## What the task asks
Return every record below exactly as written.

## Extracted material
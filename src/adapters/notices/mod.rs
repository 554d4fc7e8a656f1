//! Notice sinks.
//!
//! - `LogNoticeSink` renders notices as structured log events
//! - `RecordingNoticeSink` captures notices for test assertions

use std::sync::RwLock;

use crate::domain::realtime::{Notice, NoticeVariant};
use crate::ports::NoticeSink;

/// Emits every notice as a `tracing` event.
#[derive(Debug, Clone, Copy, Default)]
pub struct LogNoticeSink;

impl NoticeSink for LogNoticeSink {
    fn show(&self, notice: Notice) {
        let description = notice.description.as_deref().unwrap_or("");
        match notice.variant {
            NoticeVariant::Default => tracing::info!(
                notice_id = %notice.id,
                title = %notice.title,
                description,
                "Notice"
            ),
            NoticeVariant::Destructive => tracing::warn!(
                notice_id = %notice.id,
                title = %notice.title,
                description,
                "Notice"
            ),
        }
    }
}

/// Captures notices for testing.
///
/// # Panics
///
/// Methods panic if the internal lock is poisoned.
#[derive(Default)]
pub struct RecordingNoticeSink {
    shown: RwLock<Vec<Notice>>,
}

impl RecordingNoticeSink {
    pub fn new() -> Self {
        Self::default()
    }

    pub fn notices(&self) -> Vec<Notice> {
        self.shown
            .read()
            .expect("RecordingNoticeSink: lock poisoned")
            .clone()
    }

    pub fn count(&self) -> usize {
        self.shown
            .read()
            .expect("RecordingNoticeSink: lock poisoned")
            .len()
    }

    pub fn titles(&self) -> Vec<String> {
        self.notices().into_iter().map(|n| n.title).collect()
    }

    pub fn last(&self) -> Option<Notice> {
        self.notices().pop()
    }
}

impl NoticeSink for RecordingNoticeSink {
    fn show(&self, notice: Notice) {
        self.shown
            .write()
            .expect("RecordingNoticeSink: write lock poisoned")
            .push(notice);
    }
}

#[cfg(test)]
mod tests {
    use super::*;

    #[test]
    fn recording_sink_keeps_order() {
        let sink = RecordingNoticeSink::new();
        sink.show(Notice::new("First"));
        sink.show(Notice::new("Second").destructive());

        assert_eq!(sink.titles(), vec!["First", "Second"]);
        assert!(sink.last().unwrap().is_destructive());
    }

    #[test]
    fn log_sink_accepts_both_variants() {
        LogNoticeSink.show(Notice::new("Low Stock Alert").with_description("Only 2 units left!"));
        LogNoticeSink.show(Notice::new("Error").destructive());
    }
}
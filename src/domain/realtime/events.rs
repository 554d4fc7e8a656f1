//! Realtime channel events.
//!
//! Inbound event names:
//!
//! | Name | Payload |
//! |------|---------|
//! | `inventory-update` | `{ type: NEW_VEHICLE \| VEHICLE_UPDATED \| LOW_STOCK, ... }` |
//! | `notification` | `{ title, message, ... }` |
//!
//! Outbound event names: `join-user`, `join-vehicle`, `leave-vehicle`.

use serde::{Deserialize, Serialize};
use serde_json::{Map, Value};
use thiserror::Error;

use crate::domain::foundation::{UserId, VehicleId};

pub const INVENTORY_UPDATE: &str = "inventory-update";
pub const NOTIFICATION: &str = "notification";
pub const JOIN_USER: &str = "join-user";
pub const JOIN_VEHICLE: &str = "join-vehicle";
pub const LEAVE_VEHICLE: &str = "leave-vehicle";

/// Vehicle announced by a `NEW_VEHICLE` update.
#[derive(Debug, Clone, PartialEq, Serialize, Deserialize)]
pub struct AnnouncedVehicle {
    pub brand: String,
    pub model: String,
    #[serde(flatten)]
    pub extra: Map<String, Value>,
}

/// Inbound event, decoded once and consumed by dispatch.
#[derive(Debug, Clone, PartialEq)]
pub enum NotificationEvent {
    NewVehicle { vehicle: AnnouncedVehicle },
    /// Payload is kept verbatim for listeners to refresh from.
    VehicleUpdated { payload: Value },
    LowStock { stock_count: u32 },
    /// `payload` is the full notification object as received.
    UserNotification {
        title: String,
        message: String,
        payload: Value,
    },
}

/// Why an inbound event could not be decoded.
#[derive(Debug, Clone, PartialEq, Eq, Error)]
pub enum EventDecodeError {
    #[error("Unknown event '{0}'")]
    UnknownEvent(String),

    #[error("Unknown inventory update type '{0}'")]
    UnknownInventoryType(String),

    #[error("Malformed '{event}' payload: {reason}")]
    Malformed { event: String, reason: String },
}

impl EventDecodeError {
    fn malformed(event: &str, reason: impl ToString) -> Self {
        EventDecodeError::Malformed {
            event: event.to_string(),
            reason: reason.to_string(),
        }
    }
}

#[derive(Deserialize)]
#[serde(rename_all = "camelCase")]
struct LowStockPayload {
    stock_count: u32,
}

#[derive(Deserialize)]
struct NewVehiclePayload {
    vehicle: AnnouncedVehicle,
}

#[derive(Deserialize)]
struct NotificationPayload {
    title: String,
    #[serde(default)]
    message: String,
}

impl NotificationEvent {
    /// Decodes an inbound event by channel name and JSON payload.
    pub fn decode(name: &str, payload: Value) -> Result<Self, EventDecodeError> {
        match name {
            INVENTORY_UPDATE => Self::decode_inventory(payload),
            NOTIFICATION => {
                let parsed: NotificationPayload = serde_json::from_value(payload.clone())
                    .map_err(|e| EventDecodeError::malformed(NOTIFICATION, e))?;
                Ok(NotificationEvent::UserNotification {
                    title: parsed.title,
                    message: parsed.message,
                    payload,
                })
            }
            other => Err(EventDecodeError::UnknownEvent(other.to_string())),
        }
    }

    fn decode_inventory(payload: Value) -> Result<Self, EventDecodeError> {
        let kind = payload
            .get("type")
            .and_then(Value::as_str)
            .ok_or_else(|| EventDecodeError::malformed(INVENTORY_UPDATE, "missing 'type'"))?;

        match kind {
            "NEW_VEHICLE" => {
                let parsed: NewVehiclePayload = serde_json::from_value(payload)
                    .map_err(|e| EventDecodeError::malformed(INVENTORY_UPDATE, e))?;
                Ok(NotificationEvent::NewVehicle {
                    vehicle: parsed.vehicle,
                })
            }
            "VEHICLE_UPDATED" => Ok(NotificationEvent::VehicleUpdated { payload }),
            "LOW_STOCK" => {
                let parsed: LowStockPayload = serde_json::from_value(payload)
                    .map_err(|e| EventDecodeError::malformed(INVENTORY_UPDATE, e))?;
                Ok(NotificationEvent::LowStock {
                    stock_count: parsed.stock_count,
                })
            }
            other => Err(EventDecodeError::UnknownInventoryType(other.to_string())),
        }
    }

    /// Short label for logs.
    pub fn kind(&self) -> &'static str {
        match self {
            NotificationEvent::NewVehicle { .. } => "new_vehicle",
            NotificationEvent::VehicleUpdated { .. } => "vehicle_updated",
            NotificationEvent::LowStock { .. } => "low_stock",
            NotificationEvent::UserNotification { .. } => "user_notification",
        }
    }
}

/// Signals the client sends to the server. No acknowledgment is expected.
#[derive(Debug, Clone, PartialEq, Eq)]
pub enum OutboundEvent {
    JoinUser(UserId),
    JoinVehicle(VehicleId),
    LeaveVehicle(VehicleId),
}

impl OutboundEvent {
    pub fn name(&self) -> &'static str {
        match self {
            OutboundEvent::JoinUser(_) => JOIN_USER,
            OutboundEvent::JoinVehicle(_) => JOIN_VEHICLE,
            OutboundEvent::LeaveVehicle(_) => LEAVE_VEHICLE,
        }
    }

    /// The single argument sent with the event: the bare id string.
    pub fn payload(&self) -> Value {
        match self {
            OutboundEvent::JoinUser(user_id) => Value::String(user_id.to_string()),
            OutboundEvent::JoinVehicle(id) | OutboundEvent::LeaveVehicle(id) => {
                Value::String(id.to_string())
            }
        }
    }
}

## Solution below
filename src/adapters/notices/mod.rs
repository 554d4fc7e8a656f1
//! Notice sinks.
//!
//! - `LogNoticeSink` renders notices as structured log events
//! - `RecordingNoticeSink` captures notices for test assertions

use std::sync::RwLock;

use crate::domain::realtime::{Notice, NoticeVariant};
use crate::ports::NoticeSink;

/// Emits every notice as a `tracing` event.
#[derive(Debug, Clone, Copy, Default)]
pub struct LogNoticeSink;

impl NoticeSink for LogNoticeSink {
    fn show(&self, notice: Notice) {
        let description = notice.description.as_deref().unwrap_or("");
        match notice.variant {
            NoticeVariant::Default => tracing::info!(
                notice_id = %notice.id,
                title = %notice.title,
                description,
                "Notice"
            ),
            NoticeVariant::Destructive => tracing::warn!(
                notice_id = %notice.id,
                title = %notice.title,
                description,
                "Notice"
            ),
        }
    }
}

/// Captures notices for testing.
///
/// # Panics
///
/// Methods panic if the internal lock is poisoned.
#[derive(Default)]
pub struct RecordingNoticeSink {
    shown: RwLock<Vec<Notice>>,
}

impl RecordingNoticeSink {
    pub fn new() -> Self {
        Self::default()
    }

    pub fn notices(&self) -> Vec<Notice> {
        self.shown
            .read()
            .expect("RecordingNoticeSink: lock poisoned")
            .clone()
    }

    pub fn count(&self) -> usize {
        self.shown
            .read()
            .expect("RecordingNoticeSink: lock poisoned")
            .len()
    }

    pub fn titles(&self) -> Vec<String> {
        self.notices().into_iter().map(|n| n.title).collect()
    }

    pub fn last(&self) -> Option<Notice> {
        self.notices().pop()
    }
}

impl NoticeSink for RecordingNoticeSink {
    fn show(&self, notice: Notice) {
        self.shown
            .write()
            .expect("RecordingNoticeSink: write lock poisoned")
            .push(notice);
    }
}

#[cfg(test)]
mod tests {
    use super::*;

    #[test]
    fn recording_sink_keeps_order() {
        let sink = RecordingNoticeSink::new();
        sink.show(Notice::new("First"));
        sink.show(Notice::new("Second").destructive());

        assert_eq!(sink.titles(), vec!["First", "Second"]);
        assert!(sink.last().unwrap().is_destructive());
    }

    #[test]
    fn log_sink_accepts_both_variants() {
        LogNoticeSink.show(Notice::new("Low Stock Alert").with_description("Only 2 units left!"));
        LogNoticeSink.show(Notice::new("Error").destructive());
    }
}
filename src/domain/realtime/events.rs
repository 554d4fc7e8a656f1
//! Realtime channel events.
//!
//! Inbound event names:
//!
//! | Name | Payload |
//! |------|---------|
//! | `inventory-update` | `{ type: NEW_VEHICLE \| VEHICLE_UPDATED \| LOW_STOCK, ... }` |
//! | `notification` | `{ title, message, ... }` |
//!
//! Outbound event names: `join-user`, `join-vehicle`, `leave-vehicle`.

use serde::{Deserialize, Serialize};
use serde_json::{Map, Value};
use thiserror::Error;

use crate::domain::foundation::{UserId, VehicleId};

pub const INVENTORY_UPDATE: &str = "inventory-update";
pub const NOTIFICATION: &str = "notification";
pub const JOIN_USER: &str = "join-user";
pub const JOIN_VEHICLE: &str = "join-vehicle";
pub const LEAVE_VEHICLE: &str = "leave-vehicle";

/// Vehicle announced by a `NEW_VEHICLE` update.
#[derive(Debug, Clone, PartialEq, Serialize, Deserialize)]
pub struct AnnouncedVehicle {
    pub brand: String,
    pub model: String,
    #[serde(flatten)]
    pub extra: Map<String, Value>,
}

/// Inbound event, decoded once and consumed by dispatch.
#[derive(Debug, Clone, PartialEq)]
pub enum NotificationEvent {
    NewVehicle { vehicle: AnnouncedVehicle },
    /// Payload is kept verbatim for listeners to refresh from.
    VehicleUpdated { payload: Value },
    LowStock { stock_count: u32 },
    /// `payload` is the full notification object as received.
    UserNotification {
        title: String,
        message: String,
        payload: Value,
    },
}

/// Why an inbound event could not be decoded.
#[derive(Debug, Clone, PartialEq, Eq, Error)]
pub enum EventDecodeError {
    #[error("Unknown event '{0}'")]
    UnknownEvent(String),

    #[error("Unknown inventory update type '{0}'")]
    UnknownInventoryType(String),

    #[error("Malformed '{event}' payload: {reason}")]
    Malformed { event: String, reason: String },
}

impl EventDecodeError {
    fn malformed(event: &str, reason: impl ToString) -> Self {
        EventDecodeError::Malformed {
            event: event.to_string(),
            reason: reason.to_string(),
        }
    }
}

#[derive(Deserialize)]
#[serde(rename_all = "camelCase")]
struct LowStockPayload {
    stock_count: u32,
}

#[derive(Deserialize)]
struct NewVehiclePayload {
    vehicle: AnnouncedVehicle,
}

#[derive(Deserialize)]
struct NotificationPayload {
    title: String,
    #[serde(default)]
    message: String,
}

impl NotificationEvent {
    /// Decodes an inbound event by channel name and JSON payload.
    pub fn decode(name: &str, payload: Value) -> Result<Self, EventDecodeError> {
        match name {
            INVENTORY_UPDATE => Self::decode_inventory(payload),
            NOTIFICATION => {
                let parsed: NotificationPayload = serde_json::from_value(payload.clone())
                    .map_err(|e| EventDecodeError::malformed(NOTIFICATION, e))?;
                Ok(NotificationEvent::UserNotification {
                    title: parsed.title,
                    message: parsed.message,
                    payload,
                })
            }
            other => Err(EventDecodeError::UnknownEvent(other.to_string())),
        }
    }

    fn decode_inventory(payload: Value) -> Result<Self, EventDecodeError> {
        let kind = payload
            .get("type")
            .and_then(Value::as_str)
            .ok_or_else(|| EventDecodeError::malformed(INVENTORY_UPDATE, "missing 'type'"))?;

        match kind {
            "NEW_VEHICLE" => {
                let parsed: NewVehiclePayload = serde_json::from_value(payload)
                    .map_err(|e| EventDecodeError::malformed(INVENTORY_UPDATE, e))?;
                Ok(NotificationEvent::NewVehicle {
                    vehicle: parsed.vehicle,
                })
            }
            "VEHICLE_UPDATED" => Ok(NotificationEvent::VehicleUpdated { payload }),
            "LOW_STOCK" => {
                let parsed: LowStockPayload = serde_json::from_value(payload)
                    .map_err(|e| EventDecodeError::malformed(INVENTORY_UPDATE, e))?;
                Ok(NotificationEvent::LowStock {
                    stock_count: parsed.stock_count,
                })
            }
            other => Err(EventDecodeError::UnknownInventoryType(other.to_string())),
        }
    }

    /// Short label for logs.
    pub fn kind(&self) -> &'static str {
        match self {
            NotificationEvent::NewVehicle { .. } => "new_vehicle",
            NotificationEvent::VehicleUpdated { .. } => "vehicle_updated",
            NotificationEvent::LowStock { .. } => "low_stock",
            NotificationEvent::UserNotification { .. } => "user_notification",
        }
    }
}

/// Signals the client sends to the server. No acknowledgment is expected.
#[derive(Debug, Clone, PartialEq, Eq)]
pub enum OutboundEvent {
    JoinUser(UserId),
    JoinVehicle(VehicleId),
    LeaveVehicle(VehicleId),
}

impl OutboundEvent {
    pub fn name(&self) -> &'static str {
        match self {
            OutboundEvent::JoinUser(_) => JOIN_USER,
            OutboundEvent::JoinVehicle(_) => JOIN_VEHICLE,
            OutboundEvent::LeaveVehicle(_) => LEAVE_VEHICLE,
        }
    }

    /// The single argument sent with the event: the bare id string.
    pub fn payload(&self) -> Value {
        match self {
            OutboundEvent::JoinUser(user_id) => Value::String(user_id.to_string()),
            OutboundEvent::JoinVehicle(id) | OutboundEvent::LeaveVehicle(id) => {
                Value::String(id.to_string())
            }
        }
    }
}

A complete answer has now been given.